START Material for the task
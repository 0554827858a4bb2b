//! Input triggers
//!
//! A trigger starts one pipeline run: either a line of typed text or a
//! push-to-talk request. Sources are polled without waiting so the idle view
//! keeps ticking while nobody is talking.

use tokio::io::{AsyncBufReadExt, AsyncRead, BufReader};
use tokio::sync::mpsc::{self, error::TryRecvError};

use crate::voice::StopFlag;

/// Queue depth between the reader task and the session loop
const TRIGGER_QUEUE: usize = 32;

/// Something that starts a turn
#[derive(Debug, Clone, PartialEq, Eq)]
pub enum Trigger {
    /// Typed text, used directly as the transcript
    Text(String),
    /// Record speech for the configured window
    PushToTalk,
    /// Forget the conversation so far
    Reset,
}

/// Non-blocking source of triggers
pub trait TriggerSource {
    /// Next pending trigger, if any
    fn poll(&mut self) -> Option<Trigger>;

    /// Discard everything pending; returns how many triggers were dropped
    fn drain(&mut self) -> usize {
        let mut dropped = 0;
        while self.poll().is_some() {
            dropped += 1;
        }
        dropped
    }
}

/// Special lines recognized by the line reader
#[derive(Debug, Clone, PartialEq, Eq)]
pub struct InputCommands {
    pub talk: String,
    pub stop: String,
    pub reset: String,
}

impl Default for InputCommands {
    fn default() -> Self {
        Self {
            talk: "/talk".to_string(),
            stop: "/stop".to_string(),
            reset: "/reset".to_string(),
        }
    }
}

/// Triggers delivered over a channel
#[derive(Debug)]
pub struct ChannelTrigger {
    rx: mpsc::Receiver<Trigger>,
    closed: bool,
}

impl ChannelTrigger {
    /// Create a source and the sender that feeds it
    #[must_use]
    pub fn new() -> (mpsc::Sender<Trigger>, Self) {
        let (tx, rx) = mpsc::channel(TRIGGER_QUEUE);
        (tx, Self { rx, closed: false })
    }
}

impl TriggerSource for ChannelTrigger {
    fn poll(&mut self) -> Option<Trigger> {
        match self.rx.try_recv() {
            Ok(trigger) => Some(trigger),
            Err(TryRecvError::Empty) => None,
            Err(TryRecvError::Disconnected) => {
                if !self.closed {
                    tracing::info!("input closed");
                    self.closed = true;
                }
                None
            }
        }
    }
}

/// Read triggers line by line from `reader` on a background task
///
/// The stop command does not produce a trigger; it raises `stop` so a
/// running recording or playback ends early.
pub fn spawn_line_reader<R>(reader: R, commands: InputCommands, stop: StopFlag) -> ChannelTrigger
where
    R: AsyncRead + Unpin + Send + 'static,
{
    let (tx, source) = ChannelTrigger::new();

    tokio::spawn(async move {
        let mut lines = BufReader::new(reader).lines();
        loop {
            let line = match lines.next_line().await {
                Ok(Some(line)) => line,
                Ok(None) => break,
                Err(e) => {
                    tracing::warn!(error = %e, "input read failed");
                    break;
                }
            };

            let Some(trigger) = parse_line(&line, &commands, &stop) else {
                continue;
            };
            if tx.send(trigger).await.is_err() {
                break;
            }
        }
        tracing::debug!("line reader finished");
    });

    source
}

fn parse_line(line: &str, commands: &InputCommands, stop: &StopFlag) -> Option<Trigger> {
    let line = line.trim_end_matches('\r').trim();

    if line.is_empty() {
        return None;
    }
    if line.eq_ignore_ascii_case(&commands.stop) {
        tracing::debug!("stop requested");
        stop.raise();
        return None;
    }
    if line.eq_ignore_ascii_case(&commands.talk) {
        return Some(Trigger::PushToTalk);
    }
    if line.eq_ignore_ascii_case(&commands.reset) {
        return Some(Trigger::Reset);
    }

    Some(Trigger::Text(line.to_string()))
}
END Material for the task
START Material for the task
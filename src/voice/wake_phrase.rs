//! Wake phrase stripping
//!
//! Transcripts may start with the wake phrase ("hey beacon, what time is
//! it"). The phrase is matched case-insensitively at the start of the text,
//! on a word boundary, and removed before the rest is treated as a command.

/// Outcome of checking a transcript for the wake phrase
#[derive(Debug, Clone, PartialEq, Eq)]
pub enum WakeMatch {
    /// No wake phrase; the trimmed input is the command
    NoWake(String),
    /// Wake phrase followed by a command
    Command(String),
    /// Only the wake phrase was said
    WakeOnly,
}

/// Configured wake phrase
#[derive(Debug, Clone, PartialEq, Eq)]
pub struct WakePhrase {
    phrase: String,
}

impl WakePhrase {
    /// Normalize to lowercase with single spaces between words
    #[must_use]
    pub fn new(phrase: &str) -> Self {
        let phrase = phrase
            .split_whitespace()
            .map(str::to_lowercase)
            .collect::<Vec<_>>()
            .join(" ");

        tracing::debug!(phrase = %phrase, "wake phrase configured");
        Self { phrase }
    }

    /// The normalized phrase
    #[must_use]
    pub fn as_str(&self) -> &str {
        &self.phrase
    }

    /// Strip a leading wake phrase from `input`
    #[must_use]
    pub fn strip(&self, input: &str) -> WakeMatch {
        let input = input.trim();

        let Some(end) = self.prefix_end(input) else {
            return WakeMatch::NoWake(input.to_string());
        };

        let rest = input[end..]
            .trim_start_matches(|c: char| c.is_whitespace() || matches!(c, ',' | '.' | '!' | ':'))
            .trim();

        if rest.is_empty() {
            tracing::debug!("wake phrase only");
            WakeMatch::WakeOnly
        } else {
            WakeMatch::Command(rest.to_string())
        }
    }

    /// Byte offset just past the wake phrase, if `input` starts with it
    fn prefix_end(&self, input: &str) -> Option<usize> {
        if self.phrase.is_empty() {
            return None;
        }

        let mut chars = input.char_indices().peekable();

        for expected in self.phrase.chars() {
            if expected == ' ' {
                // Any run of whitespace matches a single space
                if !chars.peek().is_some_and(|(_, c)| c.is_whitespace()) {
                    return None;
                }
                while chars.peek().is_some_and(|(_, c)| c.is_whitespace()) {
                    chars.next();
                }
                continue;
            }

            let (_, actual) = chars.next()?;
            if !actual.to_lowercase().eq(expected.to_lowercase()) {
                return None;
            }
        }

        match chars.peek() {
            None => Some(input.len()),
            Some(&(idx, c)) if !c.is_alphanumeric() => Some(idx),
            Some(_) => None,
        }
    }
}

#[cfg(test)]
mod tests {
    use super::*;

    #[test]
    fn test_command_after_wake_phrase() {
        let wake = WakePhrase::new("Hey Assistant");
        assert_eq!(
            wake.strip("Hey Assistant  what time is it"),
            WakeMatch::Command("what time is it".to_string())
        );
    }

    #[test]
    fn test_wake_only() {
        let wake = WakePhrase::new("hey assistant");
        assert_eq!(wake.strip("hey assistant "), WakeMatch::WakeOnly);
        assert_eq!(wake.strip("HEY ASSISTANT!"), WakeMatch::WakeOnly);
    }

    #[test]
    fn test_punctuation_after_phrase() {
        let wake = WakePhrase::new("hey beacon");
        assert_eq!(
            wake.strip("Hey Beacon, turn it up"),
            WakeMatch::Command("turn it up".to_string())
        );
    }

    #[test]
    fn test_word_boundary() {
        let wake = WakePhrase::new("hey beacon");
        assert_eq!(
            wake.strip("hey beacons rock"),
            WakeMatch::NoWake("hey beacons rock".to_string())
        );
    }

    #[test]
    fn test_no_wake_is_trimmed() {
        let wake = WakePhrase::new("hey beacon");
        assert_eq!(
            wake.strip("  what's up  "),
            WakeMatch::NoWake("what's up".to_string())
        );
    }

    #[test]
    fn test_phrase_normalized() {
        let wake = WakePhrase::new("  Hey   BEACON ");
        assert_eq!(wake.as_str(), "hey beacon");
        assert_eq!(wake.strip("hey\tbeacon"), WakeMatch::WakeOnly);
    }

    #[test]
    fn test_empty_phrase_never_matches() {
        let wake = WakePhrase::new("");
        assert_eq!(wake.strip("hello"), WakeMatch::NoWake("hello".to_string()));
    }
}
END Material for the task
START Material for the task
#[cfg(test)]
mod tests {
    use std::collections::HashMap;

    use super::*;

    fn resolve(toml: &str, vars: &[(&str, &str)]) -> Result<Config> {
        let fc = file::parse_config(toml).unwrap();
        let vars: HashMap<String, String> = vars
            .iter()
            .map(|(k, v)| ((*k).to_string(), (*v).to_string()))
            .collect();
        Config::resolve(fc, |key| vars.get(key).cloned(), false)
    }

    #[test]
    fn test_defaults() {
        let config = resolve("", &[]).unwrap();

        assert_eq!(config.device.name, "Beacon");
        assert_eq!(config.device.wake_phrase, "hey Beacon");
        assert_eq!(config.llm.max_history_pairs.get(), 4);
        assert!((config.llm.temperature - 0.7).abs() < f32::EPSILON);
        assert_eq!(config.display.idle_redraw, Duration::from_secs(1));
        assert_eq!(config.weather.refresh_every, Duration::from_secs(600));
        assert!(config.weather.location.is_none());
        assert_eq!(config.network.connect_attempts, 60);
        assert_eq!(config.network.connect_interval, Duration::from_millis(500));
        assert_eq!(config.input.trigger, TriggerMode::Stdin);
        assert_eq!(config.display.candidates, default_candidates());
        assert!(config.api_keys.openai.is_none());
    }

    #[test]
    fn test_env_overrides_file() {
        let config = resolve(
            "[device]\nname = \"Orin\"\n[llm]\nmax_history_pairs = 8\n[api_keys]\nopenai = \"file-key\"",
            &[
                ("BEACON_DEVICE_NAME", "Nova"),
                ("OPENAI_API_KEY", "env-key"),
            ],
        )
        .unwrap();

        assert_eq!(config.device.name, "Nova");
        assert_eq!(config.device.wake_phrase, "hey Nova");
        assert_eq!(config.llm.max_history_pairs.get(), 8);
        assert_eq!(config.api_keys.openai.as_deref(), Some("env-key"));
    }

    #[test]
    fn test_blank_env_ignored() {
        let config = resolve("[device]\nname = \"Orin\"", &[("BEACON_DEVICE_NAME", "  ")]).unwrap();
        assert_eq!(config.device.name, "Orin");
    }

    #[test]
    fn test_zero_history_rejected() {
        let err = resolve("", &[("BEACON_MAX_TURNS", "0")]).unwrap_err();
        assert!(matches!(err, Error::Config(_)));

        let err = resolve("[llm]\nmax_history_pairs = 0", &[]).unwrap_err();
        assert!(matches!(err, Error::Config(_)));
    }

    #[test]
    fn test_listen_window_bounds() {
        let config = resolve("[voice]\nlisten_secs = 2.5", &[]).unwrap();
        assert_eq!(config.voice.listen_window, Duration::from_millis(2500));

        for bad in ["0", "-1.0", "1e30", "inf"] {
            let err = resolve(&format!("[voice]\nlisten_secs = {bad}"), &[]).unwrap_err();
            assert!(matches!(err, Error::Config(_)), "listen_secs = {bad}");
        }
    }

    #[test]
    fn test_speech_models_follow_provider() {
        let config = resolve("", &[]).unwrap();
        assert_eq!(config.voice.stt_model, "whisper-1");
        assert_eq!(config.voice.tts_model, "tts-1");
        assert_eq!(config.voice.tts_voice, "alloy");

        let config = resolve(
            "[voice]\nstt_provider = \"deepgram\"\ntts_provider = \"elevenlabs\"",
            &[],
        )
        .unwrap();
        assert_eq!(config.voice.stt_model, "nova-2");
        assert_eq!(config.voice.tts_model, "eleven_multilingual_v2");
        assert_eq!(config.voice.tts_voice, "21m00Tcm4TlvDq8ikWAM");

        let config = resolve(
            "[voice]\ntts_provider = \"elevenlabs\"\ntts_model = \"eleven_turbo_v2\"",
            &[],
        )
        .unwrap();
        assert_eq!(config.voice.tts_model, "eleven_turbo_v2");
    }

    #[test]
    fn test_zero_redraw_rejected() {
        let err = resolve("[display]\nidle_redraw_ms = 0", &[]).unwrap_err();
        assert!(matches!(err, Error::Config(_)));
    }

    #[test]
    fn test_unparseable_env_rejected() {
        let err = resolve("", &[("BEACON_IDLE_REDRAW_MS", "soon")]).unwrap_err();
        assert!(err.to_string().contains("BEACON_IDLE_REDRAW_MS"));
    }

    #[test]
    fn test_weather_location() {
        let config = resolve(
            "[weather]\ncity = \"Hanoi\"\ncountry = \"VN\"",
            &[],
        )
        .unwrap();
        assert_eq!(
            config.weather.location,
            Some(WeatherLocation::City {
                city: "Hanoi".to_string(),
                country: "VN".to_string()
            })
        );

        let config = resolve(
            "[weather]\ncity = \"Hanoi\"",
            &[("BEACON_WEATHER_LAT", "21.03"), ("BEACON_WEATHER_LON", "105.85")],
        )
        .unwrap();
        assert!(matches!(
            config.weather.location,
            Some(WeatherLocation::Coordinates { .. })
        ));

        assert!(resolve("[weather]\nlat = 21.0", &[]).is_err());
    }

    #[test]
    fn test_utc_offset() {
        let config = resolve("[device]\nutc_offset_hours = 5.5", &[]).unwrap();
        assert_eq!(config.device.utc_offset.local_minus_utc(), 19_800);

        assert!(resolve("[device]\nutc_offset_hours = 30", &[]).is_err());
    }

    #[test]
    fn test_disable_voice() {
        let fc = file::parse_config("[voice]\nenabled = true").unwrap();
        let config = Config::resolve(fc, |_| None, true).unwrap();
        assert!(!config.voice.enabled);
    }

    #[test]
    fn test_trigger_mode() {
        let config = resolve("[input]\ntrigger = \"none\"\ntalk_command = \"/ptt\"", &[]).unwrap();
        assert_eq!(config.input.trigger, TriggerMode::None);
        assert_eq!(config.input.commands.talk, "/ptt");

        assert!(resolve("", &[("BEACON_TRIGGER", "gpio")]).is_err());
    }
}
END Material for the task
Problem requirements — Of the lines above, extract only those from the line with "repository 0554827858a4bb2b" to the line with "use crate::voice::StopFlag;", both included, exactly as written.

The completed task —
repository 0554827858a4bb2b
//! Input triggers
//!
//! A trigger starts one pipeline run: either a line of typed text or a
//! push-to-talk request. Sources are polled without waiting so the idle view
//! keeps ticking while nobody is talking.

use tokio::io::{AsyncBufReadExt, AsyncRead, BufReader};
use tokio::sync::mpsc::{self, error::TryRecvError};

use crate::voice::StopFlag;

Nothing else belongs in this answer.